I got to get one of these!! lol

[ame="http://www.youtube.com/watch?v=p4ebtj1jR7c"]YouTube - AA-12. World's deadliest shotgun![/ame]


----------



## gunslinger (Feb 4, 2008)

Irish_Army01 said:


> I got to get one of these!! lol


 

Fucken A! That is awesome!


----------



## Rabid Badger (Feb 4, 2008)

Lead delivery on target destroying everything in its path.....Those words never had such meaning 'til now!!!!! I want one!! ;);)


----------



## AWP (Feb 4, 2008)

Daddy like....


----------



## The91Bravo (Feb 4, 2008)

Oh hell yeah...

Where's Bambi.... say hello to my little friend!!!!


----------



## RackMaster (Feb 4, 2008)

I just want to empty as many drums as I can until I can't hold it any more.  The grin on my face will be permanent.


----------



## AMRUSMCR (Feb 4, 2008)

I want that guy's job.


----------



## Diamondback 2/2 (Feb 4, 2008)

That lil grenade was the shit!
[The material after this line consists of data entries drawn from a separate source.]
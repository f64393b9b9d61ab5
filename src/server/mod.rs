pub mod aggregate;
pub mod fanout;

use crate::core::settings::Settings;
use crate::core::store::TripStore;
use crate::providers::HttpFlightStatusSource;
use anyhow::Result;
use std::sync::Arc;
use std::time::Duration;

pub use aggregate::AggregationService;
pub use fanout::{FanOutReport, FanOutScheduler};

/// Server-side fan-out process: refreshes every owner's imminent flights on
/// a fixed timer, one aggregation call per owner.
pub async fn run() -> Result<()> {
    let settings = Settings::load()?;
    settings.validate()?;

    let store = TripStore::new();
    store.seed_from_file(settings.data.itinerary_path()).await;

    let source = Arc::new(HttpFlightStatusSource::new(
        settings.server.status_feed_url.clone(),
    ));
    let aggregator = Arc::new(AggregationService::new(
        store.clone(),
        source,
        Duration::from_secs(settings.fanout.owner_cooldown_secs),
    ));
    let scheduler = FanOutScheduler::new(store, aggregator, &settings.fanout);

    tracing::info!(
        interval_secs = settings.fanout.interval_secs,
        "Starting fan-out scheduler"
    );
    scheduler.run_loop().await;
    Ok(())
}
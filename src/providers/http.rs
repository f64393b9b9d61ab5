use crate::core::errors::FreshnessError;
use crate::core::models::{
    AggregateResponse, AggregateScope, EntityId, FreshnessRecord, OwnerId, ScanSummary,
    WatchedEntity,
};
use crate::providers::{FlightStatusSource, InboxScanner, StatusAggregator};
use async_trait::async_trait;
use chrono::{DateTime, Utc};
use reqwest::{Response, StatusCode};
use serde::{Deserialize, Serialize};
use std::collections::HashMap;
use std::time::Duration;

const AGGREGATE_PATH: &str = "/v1/status/aggregate";
const SCAN_PATH: &str = "/v1/inbox/scan";
const STATUS_FEED_PATH: &str = "/v1/statuses";

const RECONNECT_HINT: &str = "Reconnect your email account in Settings";

#[derive(Debug, Serialize)]
struct AggregateRequest<'a> {
    owner: &'a OwnerId,
    scope: &'a AggregateScope,
}

#[derive(Debug, Serialize)]
struct ScanRequest<'a> {
    account: &'a OwnerId,
}

#[derive(Debug, Deserialize)]
struct RateLimitBody {
    #[serde(default)]
    retry_after_secs: Option<u64>,
}

/// Client for the server-side aggregation entry point.
pub struct HttpStatusAggregator {
    client: reqwest::Client,
    base_url: String,
}

impl HttpStatusAggregator {
    pub fn new(base_url: impl Into<String>) -> Self {
        Self {
            client: reqwest::Client::new(),
            base_url: base_url.into(),
        }
    }
}

#[async_trait]
impl StatusAggregator for HttpStatusAggregator {
    async fn aggregate_status(
        &self,
        owner: &OwnerId,
        scope: AggregateScope,
    ) -> Result<AggregateResponse, FreshnessError> {
        let url = format!("{}{}", self.base_url, AGGREGATE_PATH);
        let response = self
            .client
            .post(&url)
            .json(&AggregateRequest {
                owner,
                scope: &scope,
            })
            .send()
            .await
            .map_err(|e| FreshnessError::TransientUpstream(e.to_string()))?;

        let response = check_status(response).await?;

        response
            .json::<AggregateResponse>()
            .await
            .map_err(|e| FreshnessError::Malformed(e.to_string()))
    }
}

/// Client for the inbox scan job. The call can run for a long time; the
/// orchestrator owns the timeout, not this layer.
pub struct HttpInboxScanner {
    client: reqwest::Client,
    base_url: String,
}

impl HttpInboxScanner {
    pub fn new(base_url: impl Into<String>) -> Self {
        Self {
            client: reqwest::Client::new(),
            base_url: base_url.into(),
        }
    }
}

#[async_trait]
impl InboxScanner for HttpInboxScanner {
    async fn scan_inbox(&self, account: &OwnerId) -> Result<ScanSummary, FreshnessError> {
        let url = format!("{}{}", self.base_url, SCAN_PATH);
        let response = self
            .client
            .post(&url)
            .json(&ScanRequest { account })
            .send()
            .await
            .map_err(|e| FreshnessError::TransientUpstream(e.to_string()))?;

        let response = check_status(response).await?;

        response
            .json::<ScanSummary>()
            .await
            .map_err(|e| FreshnessError::Malformed(e.to_string()))
    }
}

#[derive(Debug, Serialize)]
struct StatusFeedRequest {
    flights: Vec<FlightRef>,
}

#[derive(Debug, Serialize)]
struct FlightRef {
    id: EntityId,
    scheduled_start: DateTime<Utc>,
    #[serde(skip_serializing_if = "Option::is_none")]
    scheduled_end: Option<DateTime<Utc>>,
}

/// Client for the normalized flight-status feed the server aggregation
/// pulls from. The feed owns all third-party payload parsing; this side
/// only sees finished records.
pub struct HttpFlightStatusSource {
    client: reqwest::Client,
    base_url: String,
}

impl HttpFlightStatusSource {
    pub fn new(base_url: impl Into<String>) -> Self {
        Self {
            client: reqwest::Client::new(),
            base_url: base_url.into(),
        }
    }
}

#[async_trait]
impl FlightStatusSource for HttpFlightStatusSource {
    fn name(&self) -> &'static str {
        "status-feed"
    }

    async fn fetch_statuses(
        &self,
        flights: &[WatchedEntity],
    ) -> Result<HashMap<EntityId, FreshnessRecord>, FreshnessError> {
        let url = format!("{}{}", self.base_url, STATUS_FEED_PATH);
        let request = StatusFeedRequest {
            flights: flights
                .iter()
                .map(|f| FlightRef {
                    id: f.id.clone(),
                    scheduled_start: f.scheduled_start,
                    scheduled_end: f.scheduled_end,
                })
                .collect(),
        };

        let response = self
            .client
            .post(&url)
            .json(&request)
            .send()
            .await
            .map_err(|e| FreshnessError::TransientUpstream(e.to_string()))?;

        let response = check_status(response).await?;

        response
            .json::<HashMap<EntityId, FreshnessRecord>>()
            .await
            .map_err(|e| FreshnessError::Malformed(e.to_string()))
    }
}

/// Map transport status codes onto the error taxonomy.
async fn check_status(response: Response) -> Result<Response, FreshnessError> {
    let status = response.status();

    if status.is_success() {
        return Ok(response);
    }

    match status {
        StatusCode::UNAUTHORIZED | StatusCode::FORBIDDEN => Err(FreshnessError::AuthExpired {
            hint: RECONNECT_HINT.to_string(),
        }),
        StatusCode::TOO_MANY_REQUESTS => {
            // Retry-After header first, structured body as fallback for
            // older server builds.
            let retry_after = match retry_after_of(&response) {
                Some(d) => d,
                None => response
                    .json::<RateLimitBody>()
                    .await
                    .ok()
                    .and_then(|b| b.retry_after_secs)
                    .map(Duration::from_secs)
                    .unwrap_or(Duration::from_secs(60)),
            };
            Err(FreshnessError::RateLimited { retry_after })
        }
        _ => {
            let body = response.text().await.unwrap_or_default();
            Err(FreshnessError::TransientUpstream(format!(
                "{status} - {body}"
            )))
        }
    }
}

fn retry_after_of(response: &Response) -> Option<Duration> {
    response
        .headers()
        .get(reqwest::header::RETRY_AFTER)?
        .to_str()
        .ok()?
        .parse::<u64>()
        .ok()
        .map(Duration::from_secs)
}
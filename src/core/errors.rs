use std::time::Duration;

/// Failure taxonomy for the freshness subsystem.
///
/// Background paths (poll ticks, fan-out) log these and move on; only
/// user-triggered actions surface them, and `ClientTimeout` is downgraded to
/// an informational message even there.
#[derive(Debug, Clone, thiserror::Error)]
pub enum FreshnessError {
    /// Third-party hiccup. Retried on the next natural tick, never
    /// immediately.
    #[error("upstream temporarily unavailable: {0}")]
    TransientUpstream(String),

    /// The aggregation entry point refused the call; the caller must wait.
    #[error("rate limited, retry in {}s", retry_after.as_secs())]
    RateLimited { retry_after: Duration },

    /// The owner's credential to the external source has lapsed. Surfaced
    /// as an actionable "reconnect" state, not a generic error.
    #[error("account connection expired: {hint}")]
    AuthExpired { hint: String },

    /// The client stopped waiting; the server job may still complete.
    #[error("timed out waiting for the server")]
    ClientTimeout,

    /// Cache or response data that does not parse. Logged and treated as
    /// absent, never propagated to a human.
    #[error("malformed data: {0}")]
    Malformed(String),
}

impl FreshnessError {
    /// Message suitable for direct display after a user-triggered action.
    pub fn user_message(&self) -> String {
        match self {
            FreshnessError::RateLimited { retry_after } => {
                format!(
                    "Just refreshed, try again in {} seconds",
                    retry_after.as_secs().max(1)
                )
            }
            FreshnessError::AuthExpired { hint } => hint.clone(),
            FreshnessError::ClientTimeout => {
                "Sync started and may still be completing".to_string()
            }
            FreshnessError::TransientUpstream(_) | FreshnessError::Malformed(_) => {
                "Couldn't reach the status service, showing last known data".to_string()
            }
        }
    }
}
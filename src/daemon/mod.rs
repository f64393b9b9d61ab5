mod app;

use anyhow::Result;

pub async fn run() -> Result<()> {
    tracing::info!("Starting wayfarer daemon");
    app::run().await
}
//! Modal Dialog Components
//!
//! The four dialog kinds rendered by the modal host: loading, success,
//! error, and confirmation. All visual state lives in the host; these
//! components just render it.

use leptos::callback::UnsyncCallback;
use leptos::prelude::*;

pub const LOADING_DESCRIPTION: &str = "Please wait...";
pub const SUCCESS_TITLE: &str = "Yeay!";
pub const ERROR_TITLE: &str = "Oops!";
pub const CONFIRMATION_TITLE: &str = "Attention!";

/// Spinner dialog with no actions beyond its close affordance.
#[component]
pub fn LoadingModal(
    open: ReadSignal<bool>,
    description: ReadSignal<String>,
    #[prop(into)] on_close: UnsyncCallback<()>,
) -> impl IntoView {
    view! {
        <Show when=move || open.get()>
            <div class="modal-overlay">
                <div class="modal modal-loading">
                    <button class="modal-close-btn" on:click=move |_| on_close.run(())>
                        "×"
                    </button>
                    <div class="spinner"></div>
                    <p class="modal-description">{move || description.get()}</p>
                </div>
            </div>
        </Show>
    }
}

/// Success/error dialog with a single action button. The host wires
/// `on_action` to invoke the stored callback and then close.
#[component]
pub fn MessageModal(
    /// "success" or "error"; only affects styling
    kind: &'static str,
    open: ReadSignal<bool>,
    title: ReadSignal<String>,
    description: ReadSignal<String>,
    #[prop(into)] on_action: UnsyncCallback<()>,
    #[prop(into)] on_close: UnsyncCallback<()>,
) -> impl IntoView {
    view! {
        <Show when=move || open.get()>
            <div class="modal-overlay">
                <div class=format!("modal modal-{kind}")>
                    <button class="modal-close-btn" on:click=move |_| on_close.run(())>
                        "×"
                    </button>
                    <div class=format!("modal-icon modal-icon-{kind}")></div>
                    <h2 class="modal-title">{move || title.get()}</h2>
                    <p class="modal-description">{move || description.get()}</p>
                    <div class="modal-actions">
                        <button class="modal-primary-btn" on:click=move |_| on_action.run(())>
                            "Ok"
                        </button>
                    </div>
                </div>
            </div>
        </Show>
    }
}

/// Yes/No dialog. "Yes" invokes the stored callback then closes; "No"
/// and the close affordance just close.
#[component]
pub fn ConfirmModal(
    open: ReadSignal<bool>,
    title: ReadSignal<String>,
    description: ReadSignal<String>,
    #[prop(into)] on_confirm: UnsyncCallback<()>,
    #[prop(into)] on_close: UnsyncCallback<()>,
) -> impl IntoView {
    view! {
        <Show when=move || open.get()>
            <div class="modal-overlay">
                <div class="modal modal-confirmation">
                    <button class="modal-close-btn" on:click=move |_| on_close.run(())>
                        "×"
                    </button>
                    <div class="modal-icon modal-icon-warning"></div>
                    <h2 class="modal-title">{move || title.get()}</h2>
                    <p class="modal-description">{move || description.get()}</p>
                    <div class="modal-actions">
                        <button class="modal-secondary-btn" on:click=move |_| on_close.run(())>
                            "No"
                        </button>
                        <button class="modal-primary-btn" on:click=move |_| on_confirm.run(())>
                            "Yes"
                        </button>
                    </div>
                </div>
            </div>
        </Show>
    }
}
I wonder how much it all weighs???


----------



## Firosche (Feb 6, 2008)

That little gernade reminded me that taser had come out with kinda the same thing.  It was a cartridge that was a taser all by its self that you could shoot farther with out the wire mess.

Video of X12 Taser system
X12 by Mossberg

Man would I love to have one of those for clearing a house.  30 rounds of furry.  Not sure if the house would still be standing after I was done, or rather would have one big open house with no rooms. :eek: ;)


----------



## x SF med (Feb 6, 2008)

BOOM! BOOM! BOOM!  Buh-bye, badguys, so sorry to have ruined your weekend...


----------



## Boondocksaint375 (Feb 6, 2008)

that guy has one of the coolest jobs lol


----------